**What is needed:**
Count the lines in the data below that include the word "impulse", then state the total and nothing besides.
_ _ _ _ _ _ _
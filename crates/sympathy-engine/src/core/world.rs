//! The per-tick orchestrator.
//!
//! [`World`] owns every piece of simulation state for one loaded level and
//! runs the fixed pipeline in [`World::tick`]. The shell decides when to
//! tick; while it is browsing link candidates or paused it simply doesn't.

use glam::Vec2;

use crate::api::config::PhysicsConfig;
use crate::api::types::{BodyId, SimEvent};
use crate::components::tilemap::TileGrid;
use crate::components::zone::{TemperatureZone, Trigger, TriggerKind};
use crate::core::object::{GameObject, ObjectDesc};
use crate::core::player::{Player, PlayerIntent};
use crate::core::scene::Scene;
use crate::sympathy::{SelectionStep, SympathyManager};
use crate::systems::extract::SnapshotBuffer;
use crate::systems::object_collision::{resolve_pushing, resolve_stacking};
use crate::systems::player_collision::{resolve_player_objects, PlayerContact};
use crate::systems::tile_collision::resolve_tiles;

pub struct World {
    pub config: PhysicsConfig,
    pub scene: Scene,
    pub tiles: TileGrid,
    pub player: Player,
    pub sympathy: SympathyManager,
    zones: Vec<TemperatureZone>,
    triggers: Vec<Trigger>,
    intent: PlayerIntent,
    events: Vec<SimEvent>,
    /// Player was inside a goal trigger at the end of the last tick.
    in_goal: bool,
    /// Fall-out already reported since the last respawn.
    fell_out: bool,
    /// Scratch: y position of each object before integration.
    previous_y: Vec<(BodyId, f32)>,
    tick_count: u64,
}

impl World {
    pub fn new(tiles: TileGrid, spawn: Vec2, config: PhysicsConfig) -> Self {
        let player = Player::new(spawn, &config);
        Self {
            config,
            scene: Scene::new(),
            tiles,
            player,
            sympathy: SympathyManager::new(),
            zones: Vec::new(),
            triggers: Vec::new(),
            intent: PlayerIntent::default(),
            events: Vec::with_capacity(16),
            in_goal: false,
            fell_out: false,
            previous_y: Vec::with_capacity(32),
            tick_count: 0,
        }
    }

    // -- Population --

    pub fn spawn_object(&mut self, desc: &ObjectDesc) -> BodyId {
        let id = self.scene.spawn(GameObject::new(desc, &self.config));
        log::debug!("spawned {:?} as {:?}", desc.kind, id);
        id
    }

    pub fn add_zone(&mut self, zone: TemperatureZone) {
        self.zones.push(zone);
    }

    pub fn add_trigger(&mut self, trigger: Trigger) {
        self.triggers.push(trigger);
    }

    pub fn zones(&self) -> &[TemperatureZone] {
        &self.zones
    }

    pub fn triggers(&self) -> &[Trigger] {
        &self.triggers
    }

    /// Tear down every object, zone, trigger and link of the current level.
    /// The player keeps their score; the tile grid becomes empty.
    pub fn destroy(&mut self) {
        log::info!("destroying level ({} objects)", self.scene.len());
        self.sympathy.reset();
        self.scene.clear();
        self.zones.clear();
        self.triggers.clear();
        self.tiles = TileGrid::empty(self.tiles.tile_size);
        self.events.clear();
        self.intent = PlayerIntent::default();
        self.in_goal = false;
        self.fell_out = false;
    }

    // -- Queries --

    /// Size of the tile map in world units.
    pub fn map_size(&self) -> Vec2 {
        self.tiles.pixel_size()
    }

    /// Events raised by the most recent tick or link operation.
    pub fn events(&self) -> &[SimEvent] {
        &self.events
    }

    pub fn tick_count(&self) -> u64 {
        self.tick_count
    }

    /// Objects that could currently take part in a link.
    pub fn link_candidates(&self) -> Vec<BodyId> {
        self.scene
            .iter()
            .filter(|(_, obj)| obj.is_sympathy_capable() && !obj.is_linked())
            .map(|(id, _)| id)
            .collect()
    }

    pub fn snapshot(&self, buffer: &mut SnapshotBuffer) {
        buffer.fill(&self.player, &self.scene, &self.sympathy, &self.config);
    }

    // -- Player --

    /// Input for the next tick. A pending jump is consumed by that tick.
    pub fn set_intent(&mut self, intent: PlayerIntent) {
        self.intent = intent;
    }

    /// Put the player back at the spawn point with a full concentration pool
    /// and no active link.
    pub fn respawn_player(&mut self) {
        if let Some((a, b)) = self.sympathy.break_link(&mut self.scene) {
            self.events.push(SimEvent::LinkBroken { a, b });
        }
        self.sympathy.exit_selection();
        self.player.reset();
        self.intent = PlayerIntent::default();
        self.fell_out = false;
        self.in_goal = false;
        log::info!("player respawned at {:?}", self.player.spawn_point());
    }

    // -- Routed interactions --

    /// Add a force to `id` and hand the attenuated share to its link partner.
    pub fn apply_force(&mut self, id: BodyId, force: Vec2) -> bool {
        let Some(obj) = self.scene.get_mut(id) else {
            return false;
        };
        obj.apply_force(force);
        if let Some(link) = self.sympathy.active_link().filter(|l| l.involves(id)) {
            link.transfer_force(&mut self.scene, id, force);
        }
        true
    }

    /// Change `id`'s velocity by an impulse and pass the attenuated share on.
    pub fn apply_impulse(&mut self, id: BodyId, impulse: Vec2) -> bool {
        let max_speed = self.config.max_push_speed;
        let Some(obj) = self.scene.get_mut(id) else {
            return false;
        };
        obj.apply_impulse(impulse, max_speed);
        if let Some(link) = self.sympathy.active_link().filter(|l| l.involves(id)) {
            link.transfer_impulse(&mut self.scene, id, impulse, max_speed);
        }
        true
    }

    /// Shift `id`'s temperature and pass the attenuated share on.
    pub fn apply_heat(&mut self, id: BodyId, delta_temp: f32) -> bool {
        let Some(obj) = self.scene.get_mut(id) else {
            return false;
        };
        obj.add_heat(delta_temp);
        if let Some(link) = self.sympathy.active_link().filter(|l| l.involves(id)) {
            link.transfer_heat(&mut self.scene, id, delta_temp);
        }
        true
    }

    // -- Sympathy --

    pub fn create_link(&mut self, a: BodyId, b: BodyId) -> bool {
        let created = self.sympathy.create_link(
            &mut self.scene,
            a,
            b,
            &self.player.concentration,
            &self.config,
        );
        if let Some(link) = self.sympathy.active_link().filter(|_| created) {
            self.events.push(SimEvent::LinkCreated {
                a,
                b,
                similarity: link.similarity(),
            });
        }
        created
    }

    pub fn break_link(&mut self) -> bool {
        match self.sympathy.break_link(&mut self.scene) {
            Some((a, b)) => {
                self.events.push(SimEvent::LinkBroken { a, b });
                true
            }
            None => false,
        }
    }

    /// Start browsing link candidates. Refused while a link is active or
    /// when fewer than two candidates exist.
    pub fn begin_link_selection(&mut self) -> bool {
        let candidates = self.link_candidates();
        self.sympathy.enter_selection(candidates)
    }

    pub fn confirm_link_selection(&mut self) -> SelectionStep {
        let step = self.sympathy.confirm_selection(
            &mut self.scene,
            &self.player.concentration,
            &self.config,
        );
        if let SelectionStep::Linked { a, b, similarity } = step {
            self.events.push(SimEvent::LinkCreated { a, b, similarity });
        }
        step
    }

    // -- Tick --

    /// Advance the simulation by `dt` seconds.
    ///
    /// Order: gravity, integration, tiles, stacking, pushing, player,
    /// player/object contacts, link upkeep, zones, triggers, cleanup.
    /// Non-finite or non-positive `dt` is ignored; larger values are
    /// clamped to `max_frame_dt`.
    pub fn tick(&mut self, dt: f32) {
        self.events.clear();
        if !dt.is_finite() || dt <= 0.0 {
            return;
        }
        let dt = dt.min(self.config.max_frame_dt);
        self.tick_count += 1;

        self.apply_gravity();
        self.integrate_objects(dt);
        self.resolve_object_tiles();
        resolve_stacking(&mut self.scene);
        resolve_pushing(&mut self.scene, &self.config);
        self.step_player(dt);
        self.resolve_player_contacts();

        self.step_sympathy(dt);
        self.apply_zones(dt);
        self.check_triggers();
        self.check_fall_out();
        self.cleanup();
    }

    fn apply_gravity(&mut self) {
        let g = self.config.gravity;
        for (_, obj) in self.scene.iter_mut() {
            if obj.is_dynamic() {
                obj.apply_force(Vec2::new(0.0, g * obj.mass));
            }
        }
    }

    /// Drain or regenerate concentration without advancing any physics.
    /// The shell calls this while the world is frozen for link selection.
    pub fn update_sympathy(&mut self, dt: f32) {
        if !dt.is_finite() || dt <= 0.0 {
            return;
        }
        self.step_sympathy(dt.min(self.config.max_frame_dt));
    }

    fn step_sympathy(&mut self, dt: f32) {
        if let Some((a, b)) = self.sympathy.update(
            &mut self.scene,
            &mut self.player.concentration,
            dt,
            &self.config,
        ) {
            self.events.push(SimEvent::LinkBroken { a, b });
        }
    }

    fn integrate_objects(&mut self, dt: f32) {
        self.previous_y.clear();
        let mut broken = Vec::new();
        for (id, obj) in self.scene.iter_mut() {
            self.previous_y.push((id, obj.body.position.y));
            if obj.integrate(dt, &self.config) {
                broken.push(id);
            }
        }
        for id in broken {
            log::info!("object {:?} broke under thermal stress", id);
            self.events.push(SimEvent::ObjectBroken(id));
            if let Some((a, b)) = self.sympathy.break_link_involving(&mut self.scene, id) {
                self.events.push(SimEvent::LinkBroken { a, b });
            }
        }
    }

    fn resolve_object_tiles(&mut self) {
        for &(id, previous_y) in &self.previous_y {
            let Some(obj) = self.scene.get_mut(id) else {
                continue;
            };
            if !obj.is_dynamic() {
                continue;
            }
            obj.body.is_on_ground = false;
            resolve_tiles(&mut obj.body, previous_y, &self.tiles);
        }
    }

    fn step_player(&mut self, dt: f32) {
        let map_width = self.tiles.pixel_size().x;
        self.player.apply_intent(self.intent, dt, &self.config);
        self.player.step(dt, &self.tiles, map_width, &self.config);
        self.intent.jump = false;
    }

    fn resolve_player_contacts(&mut self) {
        let contacts = resolve_player_objects(&mut self.player, &mut self.scene, &self.config);
        for contact in contacts {
            match contact {
                PlayerContact::Landed { id, force } => {
                    self.apply_force(id, force);
                }
                PlayerContact::Pushed { id, impulse } => {
                    self.apply_impulse(id, impulse);
                }
                PlayerContact::Collected { id, value } => {
                    self.player.score += value;
                    log::info!("collected {:?} worth {} (score {})", id, value, self.player.score);
                    self.events.push(SimEvent::Collected { id, value });
                }
            }
        }
    }

    fn apply_zones(&mut self, dt: f32) {
        if self.zones.is_empty() {
            return;
        }
        for id in self.scene.ids() {
            let Some(obj) = self.scene.get(id) else {
                continue;
            };
            if obj.is_broken {
                continue;
            }
            let hitbox = obj.body.hitbox();
            let delta: f32 = self
                .zones
                .iter()
                .filter(|zone| zone.affects(&hitbox))
                .map(|zone| zone.delta_per_second * dt)
                .sum();
            if delta != 0.0 {
                self.apply_heat(id, delta);
            }
        }
    }

    fn check_triggers(&mut self) {
        let hitbox = self.player.body.hitbox();
        let in_goal = self
            .triggers
            .iter()
            .any(|t| t.kind == TriggerKind::Goal && t.rect.overlaps(&hitbox));
        if in_goal && !self.in_goal {
            log::info!("goal reached");
            self.events.push(SimEvent::GoalReached);
        }
        self.in_goal = in_goal;
    }

    fn check_fall_out(&mut self) {
        let limit = self.map_size().y + self.config.fall_out_padding;
        if !self.fell_out && self.player.body.hitbox().top() > limit {
            log::info!("player fell out of the map");
            self.fell_out = true;
            self.events.push(SimEvent::PlayerFellOut);
        }
    }

    fn cleanup(&mut self) {
        for id in self.scene.removable_ids() {
            if let Some((a, b)) = self.sympathy.break_link_involving(&mut self.scene, id) {
                self.events.push(SimEvent::LinkBroken { a, b });
            }
            self.scene.despawn(id);
            self.events.push(SimEvent::ObjectRemoved(id));
        }
    }
}
pub mod tilemap;
pub mod zone;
_ _ _ _ _ _ _
**Task solution:**
6